PROBLEM TO WORK ON:
Where does the word "list" occur in the data below? Copy each line that holds it.

SUPPLIED INFORMATION:
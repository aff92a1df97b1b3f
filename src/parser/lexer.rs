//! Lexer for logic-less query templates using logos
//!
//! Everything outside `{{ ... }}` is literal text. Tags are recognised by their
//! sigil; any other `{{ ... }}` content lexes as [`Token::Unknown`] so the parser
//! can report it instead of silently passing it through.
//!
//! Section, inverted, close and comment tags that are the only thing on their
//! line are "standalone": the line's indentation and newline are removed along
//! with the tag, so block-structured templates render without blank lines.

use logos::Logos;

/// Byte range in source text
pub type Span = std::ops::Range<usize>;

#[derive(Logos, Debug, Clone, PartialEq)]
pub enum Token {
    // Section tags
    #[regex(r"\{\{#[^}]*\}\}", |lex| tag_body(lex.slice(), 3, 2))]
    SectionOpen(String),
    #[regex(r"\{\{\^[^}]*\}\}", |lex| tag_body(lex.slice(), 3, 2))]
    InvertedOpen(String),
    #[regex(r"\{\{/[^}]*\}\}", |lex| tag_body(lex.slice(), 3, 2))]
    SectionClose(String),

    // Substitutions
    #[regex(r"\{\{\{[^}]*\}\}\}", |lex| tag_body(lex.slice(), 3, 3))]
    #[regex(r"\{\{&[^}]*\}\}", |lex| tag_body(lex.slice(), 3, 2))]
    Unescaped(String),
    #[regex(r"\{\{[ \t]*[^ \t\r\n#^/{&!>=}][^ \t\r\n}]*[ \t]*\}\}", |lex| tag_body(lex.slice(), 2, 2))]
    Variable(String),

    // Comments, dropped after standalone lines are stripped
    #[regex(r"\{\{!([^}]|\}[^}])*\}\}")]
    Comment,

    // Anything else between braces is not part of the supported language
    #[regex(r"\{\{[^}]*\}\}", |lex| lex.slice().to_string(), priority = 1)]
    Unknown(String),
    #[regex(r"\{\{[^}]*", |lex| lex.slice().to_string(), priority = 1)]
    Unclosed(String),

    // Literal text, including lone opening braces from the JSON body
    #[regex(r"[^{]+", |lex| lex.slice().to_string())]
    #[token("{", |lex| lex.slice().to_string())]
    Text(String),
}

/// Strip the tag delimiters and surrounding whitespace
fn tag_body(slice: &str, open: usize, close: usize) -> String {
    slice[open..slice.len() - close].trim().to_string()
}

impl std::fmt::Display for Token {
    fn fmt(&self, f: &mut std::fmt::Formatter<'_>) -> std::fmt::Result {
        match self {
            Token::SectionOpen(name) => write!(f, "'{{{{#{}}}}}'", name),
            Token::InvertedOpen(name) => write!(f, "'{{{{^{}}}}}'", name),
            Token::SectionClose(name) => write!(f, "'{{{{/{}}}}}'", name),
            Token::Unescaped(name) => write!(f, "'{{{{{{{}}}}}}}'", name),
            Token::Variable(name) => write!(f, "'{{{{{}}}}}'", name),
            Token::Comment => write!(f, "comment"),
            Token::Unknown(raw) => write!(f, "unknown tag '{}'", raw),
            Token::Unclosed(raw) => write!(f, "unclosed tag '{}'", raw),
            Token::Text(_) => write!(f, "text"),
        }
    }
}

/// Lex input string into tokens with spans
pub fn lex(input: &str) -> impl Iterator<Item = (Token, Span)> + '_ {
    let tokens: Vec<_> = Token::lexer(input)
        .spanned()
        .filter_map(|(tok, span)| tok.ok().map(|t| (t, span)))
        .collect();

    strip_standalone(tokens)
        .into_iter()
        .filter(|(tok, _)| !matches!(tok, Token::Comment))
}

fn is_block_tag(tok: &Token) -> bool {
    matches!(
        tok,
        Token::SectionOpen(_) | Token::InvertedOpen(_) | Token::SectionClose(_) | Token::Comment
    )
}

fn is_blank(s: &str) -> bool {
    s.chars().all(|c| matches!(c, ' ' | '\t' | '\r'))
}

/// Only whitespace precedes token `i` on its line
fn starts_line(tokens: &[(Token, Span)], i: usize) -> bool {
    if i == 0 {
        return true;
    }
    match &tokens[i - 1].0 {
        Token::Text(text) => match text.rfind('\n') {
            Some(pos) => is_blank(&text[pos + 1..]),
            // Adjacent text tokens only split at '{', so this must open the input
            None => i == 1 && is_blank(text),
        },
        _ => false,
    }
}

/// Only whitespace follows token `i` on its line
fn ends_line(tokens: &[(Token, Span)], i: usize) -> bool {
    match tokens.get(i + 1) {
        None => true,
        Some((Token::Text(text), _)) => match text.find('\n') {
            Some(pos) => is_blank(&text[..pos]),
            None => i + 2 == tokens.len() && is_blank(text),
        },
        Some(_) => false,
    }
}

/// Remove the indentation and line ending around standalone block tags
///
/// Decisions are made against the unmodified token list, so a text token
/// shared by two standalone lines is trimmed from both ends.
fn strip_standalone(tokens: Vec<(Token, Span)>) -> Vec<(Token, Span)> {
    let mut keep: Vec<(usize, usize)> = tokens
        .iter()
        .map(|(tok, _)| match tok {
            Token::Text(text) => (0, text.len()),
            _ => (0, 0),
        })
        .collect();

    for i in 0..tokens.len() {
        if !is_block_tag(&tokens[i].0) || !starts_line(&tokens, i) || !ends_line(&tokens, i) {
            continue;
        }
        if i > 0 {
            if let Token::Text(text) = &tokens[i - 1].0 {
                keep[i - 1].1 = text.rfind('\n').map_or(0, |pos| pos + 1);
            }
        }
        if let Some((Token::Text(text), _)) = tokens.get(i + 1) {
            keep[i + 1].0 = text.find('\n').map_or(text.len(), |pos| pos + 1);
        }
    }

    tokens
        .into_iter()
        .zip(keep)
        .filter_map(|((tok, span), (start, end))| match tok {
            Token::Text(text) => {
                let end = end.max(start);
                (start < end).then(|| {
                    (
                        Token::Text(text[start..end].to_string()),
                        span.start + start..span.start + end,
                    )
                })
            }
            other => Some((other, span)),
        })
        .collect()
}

* * *

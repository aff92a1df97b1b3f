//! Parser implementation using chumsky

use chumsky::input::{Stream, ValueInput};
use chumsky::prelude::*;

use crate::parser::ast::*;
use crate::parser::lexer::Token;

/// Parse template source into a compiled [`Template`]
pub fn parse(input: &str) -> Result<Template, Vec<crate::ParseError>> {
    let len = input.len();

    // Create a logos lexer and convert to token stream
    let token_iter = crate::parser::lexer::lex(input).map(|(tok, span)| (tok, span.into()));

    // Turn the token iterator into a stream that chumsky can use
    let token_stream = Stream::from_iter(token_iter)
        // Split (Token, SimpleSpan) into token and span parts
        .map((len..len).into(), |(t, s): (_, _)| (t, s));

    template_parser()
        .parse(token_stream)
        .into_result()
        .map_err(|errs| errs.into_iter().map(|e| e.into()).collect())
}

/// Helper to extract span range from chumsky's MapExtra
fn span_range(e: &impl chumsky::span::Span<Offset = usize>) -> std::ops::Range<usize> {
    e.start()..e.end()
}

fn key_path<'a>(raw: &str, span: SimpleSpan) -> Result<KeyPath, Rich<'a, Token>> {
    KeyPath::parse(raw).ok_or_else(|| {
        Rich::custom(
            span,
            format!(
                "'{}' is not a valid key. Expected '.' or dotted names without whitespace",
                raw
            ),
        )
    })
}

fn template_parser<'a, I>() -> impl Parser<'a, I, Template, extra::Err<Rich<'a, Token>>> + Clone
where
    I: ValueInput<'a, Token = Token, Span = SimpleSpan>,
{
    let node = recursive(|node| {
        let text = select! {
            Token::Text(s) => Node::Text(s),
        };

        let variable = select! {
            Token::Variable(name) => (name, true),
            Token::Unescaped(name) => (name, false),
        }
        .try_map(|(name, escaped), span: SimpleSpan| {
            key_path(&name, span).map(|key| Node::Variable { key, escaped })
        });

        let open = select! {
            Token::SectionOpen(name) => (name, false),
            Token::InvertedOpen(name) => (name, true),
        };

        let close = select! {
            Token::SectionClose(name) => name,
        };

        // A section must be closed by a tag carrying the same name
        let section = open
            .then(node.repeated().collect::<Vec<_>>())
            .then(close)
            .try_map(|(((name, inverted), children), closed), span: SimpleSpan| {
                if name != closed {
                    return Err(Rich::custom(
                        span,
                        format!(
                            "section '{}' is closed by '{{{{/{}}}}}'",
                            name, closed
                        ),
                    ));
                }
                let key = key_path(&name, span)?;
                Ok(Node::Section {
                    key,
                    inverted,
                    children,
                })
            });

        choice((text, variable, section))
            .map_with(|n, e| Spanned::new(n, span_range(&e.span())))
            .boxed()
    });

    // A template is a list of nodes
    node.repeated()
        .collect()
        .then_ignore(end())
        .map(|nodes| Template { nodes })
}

SOLUTION FOR THIS TASK:
/// Decisions are made against the unmodified token list, so a text token
    // A template is a list of nodes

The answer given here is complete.